A single number is wanted: how many lines of the records below contain the word "ConfigAction".

» **Stored data**:

*** Block opens ***

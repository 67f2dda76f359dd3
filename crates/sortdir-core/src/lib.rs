pub mod category;
pub mod config;
pub mod error;
pub mod organizer;
pub mod placement;

pub use category::{
    extension_of, BuiltinCategory, CategoryClassifier, CategoryConfigEntry, CategoryDef,
    CategoryTable, BUILTIN_CATEGORIES, FALLBACK_CATEGORY,
};
pub use config::Config;
pub use error::{Result, SortdirError};
pub use organizer::{
    organize, EntryCallback, EntryStatus, FileEntry, OrganizeSummary, Organizer, PlannedMove,
};
pub use placement::{
    place, resolve_destination, resolve_destination_excluding, split_name, PlacementDecision,
};
//! Category Classifier
//!
//! Maps a file extension to a category name using an injected [`CategoryTable`].

use std::collections::HashMap;
use std::path::Path;

use super::builtin::FALLBACK_CATEGORY;
use super::table::{normalize_extension, CategoryTable};

/// Extension-based classifier
///
/// The lookup index is built once from the table; the first category
/// listing an extension owns it.
#[derive(Debug, Clone)]
pub struct CategoryClassifier {
    table: CategoryTable,
    index: HashMap<String, usize>,
}

impl CategoryClassifier {
    pub fn new(table: CategoryTable) -> Self {
        let mut index = HashMap::new();
        for (pos, cat) in table.all().iter().enumerate() {
            for ext in &cat.extensions {
                index.entry(ext.clone()).or_insert(pos);
            }
        }
        Self { table, index }
    }

    pub fn builtin() -> Self {
        Self::new(CategoryTable::builtin())
    }

    pub fn table(&self) -> &CategoryTable {
        &self.table
    }

    /// Category for an extension such as `".JPG"`; `"Other"` when nothing matches.
    pub fn pick_category(&self, extension: &str) -> &str {
        let ext = normalize_extension(extension);
        self.index
            .get(&ext)
            .map(|&pos| self.table.all()[pos].name.as_str())
            .unwrap_or(FALLBACK_CATEGORY)
    }

    /// Category for a file path, based on its final extension.
    pub fn classify_path(&self, path: &Path) -> &str {
        self.pick_category(&extension_of(path))
    }
}

impl Default for CategoryClassifier {
    fn default() -> Self {
        Self::builtin()
    }
}

/// Final extension of a path with its leading dot, or `""`.
///
/// `archive.tar.gz` gives `.gz`; `.bashrc` and `Makefile` give `""`.
pub fn extension_of(path: &Path) -> String {
    match path.extension() {
        Some(ext) if !ext.is_empty() => format!(".{}", ext.to_string_lossy()),
        _ => String::new(),
    }
}
use std::io;
use std::path::{Path, PathBuf};
use std::process::ExitCode;

use clap::{CommandFactory, Parser};
use clap_complete::generate;
use colored::Colorize;
use tracing_subscriber::EnvFilter;

use sortdir_core::config::Config;
use sortdir_core::organizer::{EntryStatus, OrganizeSummary, Organizer};
use sortdir_core::{Result, FALLBACK_CATEGORY};

mod args;
use args::{Cli, Commands, ConfigAction, Shell};

fn main() -> ExitCode {
    let cli = Cli::parse();
    init_logging(cli.verbose, cli.quiet);

    let result = match resolve_config_path(cli.config) {
        Ok(config_path) => match cli.command {
            Some(Commands::Categories) => handle_categories(&config_path),
            Some(Commands::Config { action }) => handle_config(action, &config_path),
            Some(Commands::Completions { shell }) => {
                handle_completions(shell);
                Ok(())
            }
            None => handle_organize(&config_path, &cli.path, cli.dry_run, cli.json, cli.quiet),
        },
        Err(e) => Err(e),
    };

    match result {
        Ok(()) => ExitCode::SUCCESS,
        Err(e) => {
            eprintln!("{} {}", "[ERROR]".red().bold(), e);
            if e.is_invalid_target() {
                eprintln!("{}", "Use --path <DIR> to pick the folder to organize.".dimmed());
            }
            ExitCode::FAILURE
        }
    }
}

/// `RUST_LOG` wins; otherwise the verbosity flags pick the level.
fn init_logging(verbose: bool, quiet: bool) {
    let default_level = if verbose {
        "debug"
    } else if quiet {
        "error"
    } else {
        "warn"
    };
    let filter =
        EnvFilter::try_from_default_env().unwrap_or_else(|_| EnvFilter::new(default_level));

    tracing_subscriber::fmt()
        .with_env_filter(filter)
        .with_writer(io::stderr)
        .with_target(false)
        .init();
}

fn resolve_config_path(cli_config: Option<PathBuf>) -> Result<PathBuf> {
    match cli_config {
        Some(path) => Ok(expand_tilde(&path)),
        None => Config::default_path(),
    }
}

fn expand_tilde(path: &Path) -> PathBuf {
    if let Ok(rest) = path.strip_prefix("~") {
        if let Some(home) = dirs::home_dir() {
            return home.join(rest);
        }
    }
    path.to_path_buf()
}

fn handle_completions(shell: Shell) {
    let mut cmd = Cli::command();
    let shell = match shell {
        Shell::Bash => clap_complete::Shell::Bash,
        Shell::Zsh => clap_complete::Shell::Zsh,
        Shell::Fish => clap_complete::Shell::Fish,
        Shell::PowerShell => clap_complete::Shell::PowerShell,
        Shell::Elvish => clap_complete::Shell::Elvish,
    };
    generate(shell, &mut cmd, "sortdir", &mut io::stdout());
}

fn handle_organize(
    config_path: &Path,
    path: &Path,
    dry_run: bool,
    json: bool,
    quiet: bool,
) -> Result<()> {
    let config = Config::load(config_path)?;
    let organizer = Organizer::from_config(&config)?;

    let folder = expand_tilde(path);
    // Resolve only what exists; a missing folder is reported by the organizer.
    let folder = if folder.exists() {
        folder.canonicalize()?
    } else {
        folder
    };

    let report = !json && !quiet;
    if report {
        println!();
        println!("Folder: {}", folder.display().to_string().cyan());
        if dry_run {
            println!("{}", "(dry run)".yellow());
        }
        println!();
    }

    let on_entry: &dyn Fn(EntryStatus, &str) = &|status, line| {
        let status_str = match status {
            EntryStatus::Moved => "[MOVE]".green(),
            EntryStatus::WouldMove => "[DRY RUN]".yellow(),
            EntryStatus::Skipped => "[SKIP]".dimmed(),
        };
        println!("  {} {}", status_str, line);
    };

    let summary = organizer.organize(&folder, dry_run, report.then_some(on_entry))?;

    if json {
        let out = serde_json::to_string_pretty(&summary).map_err(io::Error::from)?;
        println!("{}", out);
    } else if !quiet {
        print_summary(&summary);
    }

    Ok(())
}

fn print_summary(summary: &OrganizeSummary) {
    println!();
    println!("Summary:");
    println!("  Files processed: {}", summary.processed);
    if summary.skipped > 0 {
        println!("  Skipped: {}", summary.skipped);
    }
    for (category, count) in &summary.counts {
        println!("  {}: {}", category, count);
    }
    println!();

    if summary.dry_run {
        println!("{}", "Dry run complete, nothing was moved.".yellow());
    } else {
        println!("{} {}", "Organized:".green(), summary.folder.display());
    }
}

fn handle_categories(config_path: &Path) -> Result<()> {
    let config = Config::load(config_path)?;
    let organizer = Organizer::from_config(&config)?;
    let table = organizer.classifier().table();

    println!();
    for cat in table.all() {
        println!("  {}", cat.name.cyan().bold());
        println!("    {}", cat.extensions.join(" "));
    }
    println!("  {}", FALLBACK_CATEGORY.cyan().bold());
    println!("    {}", "(everything else)".dimmed());
    println!();

    let shadowed = table.shadowed_extensions();
    if !shadowed.is_empty() {
        for (ext, winner, loser) in shadowed {
            println!(
                "{} {} is listed by {} and {}; files go to {}",
                "[WARN]".yellow().bold(),
                ext,
                winner,
                loser,
                winner
            );
        }
        println!();
    }

    Ok(())
}

fn handle_config(action: ConfigAction, config_path: &Path) -> Result<()> {
    match action {
        ConfigAction::Show => {
            let config = Config::load(config_path)?;
            // Validate before printing so a broken file is reported, not echoed.
            config.category_table()?;
            config.skip_patterns()?;
            print!("{}", config.to_toml(config_path)?);
        }
        ConfigAction::Path => {
            println!("{}", config_path.display());
        }
        ConfigAction::Init => {
            let path = Config::init(config_path)?;
            println!("{} {}", "Initialized:".green(), path.display());
        }
    }

    Ok(())
}

#[cfg(test)]
mod tests {
    use super::*;

    #[test]
    fn test_expand_tilde() {
        let home = dirs::home_dir().unwrap();
        assert_eq!(expand_tilde(Path::new("~/Downloads")), home.join("Downloads"));
        assert_eq!(expand_tilde(Path::new("/tmp/x")), PathBuf::from("/tmp/x"));
        assert_eq!(expand_tilde(Path::new("~user/x")), PathBuf::from("~user/x"));
    }

    #[test]
    fn test_explicit_config_path_wins() {
        let path = resolve_config_path(Some(PathBuf::from("/etc/sortdir.toml"))).unwrap();
        assert_eq!(path, PathBuf::from("/etc/sortdir.toml"));
    }
}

*** Block closes ***

» **Answer to this exercise**: 5